Limited to finite sample collection, there are still some defects in our research. First, the test scale is not large enough. Although this strategy proves to be effective in limited range, it is hard to say that it will be accurate for all cases in consideration of the influence of individual differences and experimental error. In fact, a crucial problem in fetal trisomy diagnosis is false-negative rate. For trisomy 21, which has the highest survival rate, the incidence is almost 1 in 800 neonates, not to mention trisomy 18 and trisomy 13, which affect 1 in 6000 neonates and 1 in 10 000 neonates severally. So we have to recruit and test more cases to verify and perfect our multiplexing method.

In our method, although only one normal sample is required to tell disease and normal apart, more known samples will give a more confident result, owing to the fact that the content of chromosome may float slightly among samples, even for normal samples. For example, three known normal and three unknown samples are pooled in a single run. For an unknown sample, if the comparing results with the three known normal samples are all significant, we are able to conclude that this sample is of very high risk for chromosomal aneuploidy. Alternatively, the reference normal data can be the mean of the three known normal samples. That is, the number of reads in every window is averaged among these samples. On the other hand, the DNA of several normal samples can be mixed together and assigned the same barcode, and then pooled with other unknown samples in one run. In this way, not only a more typical value that reduces the accidental error can be acquired, but also the throughput could be made full use of, in that more unknown samples can be sequenced in a single run, compared with assigning every normal sample a single barcode.

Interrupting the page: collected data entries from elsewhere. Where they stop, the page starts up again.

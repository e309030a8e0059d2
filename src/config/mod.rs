//! Configuration management for the quote service
//!
//! This module handles loading, validation, and management of all service configuration.

pub mod loader;
pub mod models;
pub mod validation;

pub use models::*;
pub use validation::Validate;

use crate::utils::error::{Result, ServiceError};
use std::path::Path;
use tracing::{debug, info};

/// Default configuration file location
pub const DEFAULT_CONFIG_PATH: &str = "config/quote.yaml";

/// Main configuration struct for the service
#[derive(Debug, Clone, Default)]
pub struct Config {
    /// Service configuration
    pub service: ServiceConfig,
}

impl Config {
    /// Load configuration from file
    pub async fn from_file<P: AsRef<Path>>(path: P) -> Result<Self> {
        let path = path.as_ref();
        info!("Loading configuration from: {:?}", path);

        let content = tokio::fs::read_to_string(path)
            .await
            .map_err(|e| ServiceError::Config(format!("Failed to read config file: {}", e)))?;

        let config = Self::from_yaml_str(&content)?;

        debug!("Configuration loaded successfully");
        Ok(config)
    }

    /// Parse and validate configuration from a YAML document
    pub fn from_yaml_str(content: &str) -> Result<Self> {
        let service: ServiceConfig = serde_yaml::from_str(content)
            .map_err(|e| ServiceError::Config(format!("Failed to parse config: {}", e)))?;

        let config = Self { service };
        config.validate()?;
        Ok(config)
    }

    /// Load configuration from environment variables on top of the defaults
    pub fn from_env() -> Result<Self> {
        info!("Loading configuration from environment variables");

        let service = ServiceConfig::from_env()?;
        let config = Self { service };

        config.validate()?;
        Ok(config)
    }

    /// Load from `path` if it exists, then apply environment overrides
    pub async fn load<P: AsRef<Path>>(path: P) -> Result<Self> {
        let path = path.as_ref();
        let mut config = if tokio::fs::try_exists(path).await.unwrap_or(false) {
            Self::from_file(path).await?
        } else {
            info!("Config file {:?} not found, using defaults", path);
            Self::default()
        };

        config.service.apply_env_overrides()?;
        config.validate()?;
        Ok(config)
    }

    /// Get server configuration
    pub fn server(&self) -> &ServerConfig {
        &self.service.server
    }

    /// Get pricing configuration
    pub fn pricing(&self) -> &PricingConfig {
        &self.service.pricing
    }

    /// Get notification configuration
    pub fn notifications(&self) -> &NotificationConfig {
        &self.service.notifications
    }

    /// Get logging configuration
    pub fn logging(&self) -> &LoggingConfig {
        &self.service.logging
    }

    /// Validate the entire configuration
    pub fn validate(&self) -> Result<()> {
        debug!("Validating configuration");

        self.service
            .server
            .validate()
            .map_err(|e| ServiceError::Config(format!("Server config error: {}", e)))?;

        self.service
            .pricing
            .validate()
            .map_err(|e| ServiceError::Config(format!("Pricing config error: {}", e)))?;

        self.service
            .notifications
            .validate()
            .map_err(|e| ServiceError::Config(format!("Notification config error: {}", e)))?;

        self.service
            .logging
            .validate()
            .map_err(|e| ServiceError::Config(format!("Logging config error: {}", e)))?;

        self.service.server.cors.warn_if_permissive();

        debug!("Configuration validation completed");
        Ok(())
    }

    /// Merge with another configuration (other takes precedence)
    pub fn merge(mut self, other: Self) -> Self {
        self.service = self.service.merge(other.service);
        self
    }

    /// Convert to YAML string
    pub fn to_yaml(&self) -> Result<String> {
        serde_yaml::to_string(&self.service)
            .map_err(|e| ServiceError::Config(format!("Failed to serialize config to YAML: {}", e)))
    }
}
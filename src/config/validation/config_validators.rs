//! Core configuration validators
//!
//! Validation for the server, CORS, notification and logging sections.

use super::trait_def::Validate;
use crate::config::models::*;
use once_cell::sync::Lazy;
use regex::Regex;
use tracing::debug;

static RECIPIENT_PATTERN: Lazy<Regex> = Lazy::new(|| {
    Regex::new(r"^[A-Za-z0-9._%+-]+@[A-Za-z0-9.-]+$").expect("Invalid recipient regex")
});

impl Validate for ServiceConfig {
    fn validate(&self) -> Result<(), String> {
        debug!("Validating service configuration");

        self.server.validate()?;
        self.pricing.validate()?;
        self.notifications.validate()?;
        self.logging.validate()?;

        debug!("Service configuration validation completed");
        Ok(())
    }
}

impl Validate for ServerConfig {
    fn validate(&self) -> Result<(), String> {
        debug!("Validating server configuration");

        if self.host.is_empty() {
            return Err("Server host cannot be empty".to_string());
        }

        if self.port == 0 {
            return Err("Server port must be greater than 0".to_string());
        }

        if let Some(workers) = self.workers {
            if workers == 0 {
                return Err("Worker count must be greater than 0".to_string());
            }
            if workers > 1000 {
                return Err("Worker count seems too high (>1000)".to_string());
            }
        }

        if self.timeout == 0 {
            return Err("Server timeout must be greater than 0".to_string());
        }

        if self.timeout > 3600 {
            return Err("Server timeout should not exceed 1 hour".to_string());
        }

        if self.max_body_size == 0 {
            return Err("Max body size must be greater than 0".to_string());
        }

        if self.max_body_size > 1024 * 1024 * 10 {
            return Err("Max body size should not exceed 10MB".to_string());
        }

        self.cors.validate()
    }
}

impl Validate for CorsConfig {
    fn validate(&self) -> Result<(), String> {
        if self.enabled && self.allows_all_origins() && self.allow_credentials {
            return Err(
                "CORS cannot allow all origins (*) when credentials are enabled".to_string(),
            );
        }

        for method in &self.allowed_methods {
            if method.parse::<actix_web::http::Method>().is_err() {
                return Err(format!("Invalid CORS method: {}", method));
            }
        }

        Ok(())
    }
}

impl Validate for NotificationConfig {
    fn validate(&self) -> Result<(), String> {
        if !self.enabled {
            return Ok(());
        }

        if self.recipient.trim().is_empty() {
            return Err("Notification recipient cannot be empty".to_string());
        }

        if !RECIPIENT_PATTERN.is_match(self.recipient.trim()) {
            return Err(format!(
                "Notification recipient is not an email address: {}",
                self.recipient
            ));
        }

        Ok(())
    }
}

impl Validate for LoggingConfig {
    fn validate(&self) -> Result<(), String> {
        if self.level.trim().is_empty() {
            return Err("Log level cannot be empty".to_string());
        }

        tracing_subscriber::EnvFilter::try_new(&self.level)
            .map_err(|e| format!("Invalid log filter '{}': {}", self.level, e))?;

        Ok(())
    }
}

The prospect of semiconductor sequencing in noninvasive prenatal diagnosis

Semiconductor sequencing has become a powerful tool for prenatal fetal aneuploidy detection owing to its application flexibility, remarkable sequencing speed and relatively lower cost. However, for 318 chip of Ion PGM, throughput of 11 million addressable wells is still a little lower for more extensive study. The coming Ion Proton—an upgraded version of Ion PGM, will solve this problem by its greater sequencing throughput. Relevant experiments are in progress to test its performance. With Ion PI chip, at least dozens of samples can be sequenced together and 8–10G raw data are achievable by now. As the perfection of data size and sequencing quality as well, more unexpected statistical facilitation will be brought to data analysis.

Trends in disease diagnosis

Recently, machine learning has become the most rapidly developing subfields of artificial research. It has been the subject of tremendous interest in biomedical community because it offers promise for improving the sensitivity and specificity of detection and diagnosis of disease.16, 17, 18, 19, 20 Machine learning has already been successfully applied to diagnose diabetes, thyroid disease, Alzheimer’s disease, ischemic heart disease, cancers and so on,21, 22, 23, 24, 25, 26 and the performance is promising. We believe that machine learning can also be applied to prenatal diagnosis. We suggest that more studies are required to investigate the potential power of machine learning for prenatal diagnosis.